Brother, every new role/position (as a leader, husband and father someday) comes new and great responsibilities. Likewise for a woman. And with that deep feeling of responsibility will determine on how you will plan and lead your life accordingly. I do not know the level of your maturity but I do know the seriousness of your wish. So start making your future plans, make efforts coupled with constant dua` and tawakkal to Allaah while learning more about the deen (for the time being: the processes and steps to get married, the wedding based on sunnah etc). If Allaah make your path easy for you to get married but yet you fail to carry out your obligations and responsibilities to your wife and family, know that every person is accountable for his deeds in The Hereafter.

:wasalam:

Thanks sister for your response, you've given a heap of good info that I'll definitely take note of.
 

ATA95

I ♥ Allah (SWT)
walikumsalam.

Sister Aisya- jazakallah for the reply. However, you did you touch on the issue of finance in a realistic manner. The brothers situation is such that he has NO job. How will he maintain his wife/family? unless somehow he finds a box of treasure somewhere. Reagarding the zina issue, our prophet (pbuh) (not exact quote) told us that: if we cannot marry (bad financial reasons can be included here) we should FAST. Fasting acts as a protection against zina.

Brother I do have a job but it's just a casual one and definitely not enough to support a spouse.
 

ATA95

I ♥ Allah (SWT)
No Aisya,

Allah has given us free will. He does NOT control our behaviour. If we abstain from sex outside of marriage it is out of our own individual efforts and will. Allah does not control our behaviour, decisions or desires.

Many, many human beings do not get married. They do not die. They do not become ill. Lack of marriage is not the same thing as lack of food. You will wither and die without food.

The problem with young people today is an expectation of instantaneous gratification. Allah prescribes a timeline for everything and everyone. So this young man does not get married when he's 20, and instead must wait -- oh my goodness! -- till he is 25 or 28 or 30. In the grand scheme of things, that is a drop in the bucket.

Yes Allah has given us free will but He alone still controls everything that occurs. Eg: You work very hard to get a new job. Though your hard work got you the job, Allah gave you the ability to work hard and therefore ordained that out of your hard work you get the job.

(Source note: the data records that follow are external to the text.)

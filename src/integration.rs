use crate::config::InverterConfig;
use crate::dependent_sensors::{EnergyTotalSensor, TemperatureSensor};
use crate::device_context::DeviceContext;
use crate::error::{ConfigError, FetchError};
use crate::power_sensor::PowerSensor;
use crate::sensor::{Sensor, SensorUpdate};
use std::collections::HashMap;
use std::sync::Arc;
use std::time::Duration;
use thiserror::Error;
use tokio::sync::mpsc::Sender;
use tokio::task::JoinHandle;
use tokio::time::{interval, MissedTickBehavior};

#[derive(Debug, Error)]
pub enum SetupError {
    #[error("entry {0} is already set up")]
    DuplicateEntry(String),

    #[error("entry {0} is not set up")]
    UnknownEntry(String),

    #[error("entry {0} is already running")]
    AlreadyRunning(String),

    #[error(transparent)]
    Config(#[from] ConfigError),

    #[error(transparent)]
    Client(#[from] FetchError),
}

/// One configured inverter: its shared context and three sensors.
pub struct DeviceEntry {
    context: Arc<DeviceContext>,
    power: Option<PowerSensor>,
    temperature: Arc<TemperatureSensor>,
    energy_total: Arc<EnergyTotalSensor>,
    task: Option<JoinHandle<()>>,
}

impl DeviceEntry {
    pub fn context(&self) -> &Arc<DeviceContext> {
        &self.context
    }

    pub fn temperature(&self) -> &Arc<TemperatureSensor> {
        &self.temperature
    }

    pub fn energy_total(&self) -> &Arc<EnergyTotalSensor> {
        &self.energy_total
    }

    pub fn is_running(&self) -> bool {
        self.task.as_ref().is_some_and(|task| !task.is_finished())
    }
}

/// Keeps the configured inverters, keyed by configuration entry id, and
/// drives their power sensors.
#[derive(Default)]
pub struct InverterIntegration {
    entries: HashMap<String, DeviceEntry>,
}

impl InverterIntegration {
    pub fn new() -> Self {
        Self::default()
    }

    /// Creates the context and sensors for a new entry. The dependent
    /// sensors are built first so the power sensor's first poll reaches them.
    pub fn setup_entry(
        &mut self,
        entry_id: &str,
        config: InverterConfig,
        publisher: Option<Sender<SensorUpdate>>,
    ) -> Result<&DeviceEntry, SetupError> {
        if self.entries.contains_key(entry_id) {
            return Err(SetupError::DuplicateEntry(entry_id.to_string()));
        }
        config.validate()?;

        tracing::info!(entry_id, host = %config.host, name = %config.name, "Setting up Autarco inverter");

        let context = Arc::new(DeviceContext::new(entry_id, config, publisher));
        let temperature = TemperatureSensor::new(context.clone());
        let energy_total = EnergyTotalSensor::new(context.clone());
        let power = PowerSensor::new(context.clone())?;

        let entry = self
            .entries
            .entry(entry_id.to_string())
            .or_insert(DeviceEntry {
                context,
                power: Some(power),
                temperature,
                energy_total,
                task: None,
            });
        Ok(&*entry)
    }

    /// Starts the update loop of an entry. The first update runs right away,
    /// later ones every `scan_interval`. One task per entry means at most one
    /// poll in flight per inverter.
    pub fn start_entry(&mut self, entry_id: &str, scan_interval: Duration) -> Result<(), SetupError> {
        let entry = self
            .entries
            .get_mut(entry_id)
            .ok_or_else(|| SetupError::UnknownEntry(entry_id.to_string()))?;
        let power = entry
            .power
            .take()
            .ok_or_else(|| SetupError::AlreadyRunning(entry_id.to_string()))?;

        entry.task = Some(tokio::spawn(run_updates(power, entry.context.clone(), scan_interval)));
        Ok(())
    }

    /// Stops the update loop and drops the entry's context and sensors.
    pub fn remove_entry(&mut self, entry_id: &str) -> bool {
        match self.entries.remove(entry_id) {
            Some(entry) => {
                if let Some(task) = entry.task {
                    task.abort();
                }
                tracing::info!(entry_id, "Removed Autarco inverter");
                true
            }
            None => false,
        }
    }

    pub fn entry(&self, entry_id: &str) -> Option<&DeviceEntry> {
        self.entries.get(entry_id)
    }

    pub fn entry_ids(&self) -> Vec<String> {
        let mut ids: Vec<String> = self.entries.keys().cloned().collect();
        ids.sort();
        ids
    }
}

async fn run_updates(mut power: PowerSensor, context: Arc<DeviceContext>, scan_interval: Duration) {
    let mut ticker = interval(scan_interval);
    ticker.set_missed_tick_behavior(MissedTickBehavior::Delay);

    loop {
        ticker.tick().await;
        let outcome = power.update().await;
        tracing::trace!(entry_id = %context.entry_id(), ?outcome, "Update cycle finished");
        context.publish(power.snapshot());
    }
}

Similarly with zina Allah gives you the ability and supports you to avoid committing it. (Might not be the best analogy but I hope you get my point).
 

Aisya al-Humaira

الحمدلله على كل حال
walikumsalam.

Sister Aisya- jazakallah for the reply. However, you did you touch on the issue of finance in a realistic manner. The brothers situation is such that he has NO job. How will he maintain his wife/family? unless somehow he finds a box of treasure somewhere. Reagarding the zina issue, our prophet (pbuh) (not exact quote) told us that: if we cannot marry (bad financial reasons can be included here) we should FAST. Fasting acts as a protection against zina.

Assalamua`alaykum,

Brother, no where did I state to not look for a job and get married immediately. I actually bold the part about making an effort plus dua` to Allaah. Not just making dua` and expect Allaah to change our conditions. I understand that men are worried (and they should be) on how to support his family. I deeply believe, brother that a responsible, matured man (it could be a young man too) will work hard to support his family even if it means he has to do two jobs while studying or even if it means he has to do the lowest-pay job such as being a cleaner at a school as long as he is able to at least provide food for his family. Unless if the man does not have an ounce of that feeling of responsibility, then I am against him marrying just out of lust/love and that he will certainly wrong his wife and family by not carrying out his responsibility as a husband.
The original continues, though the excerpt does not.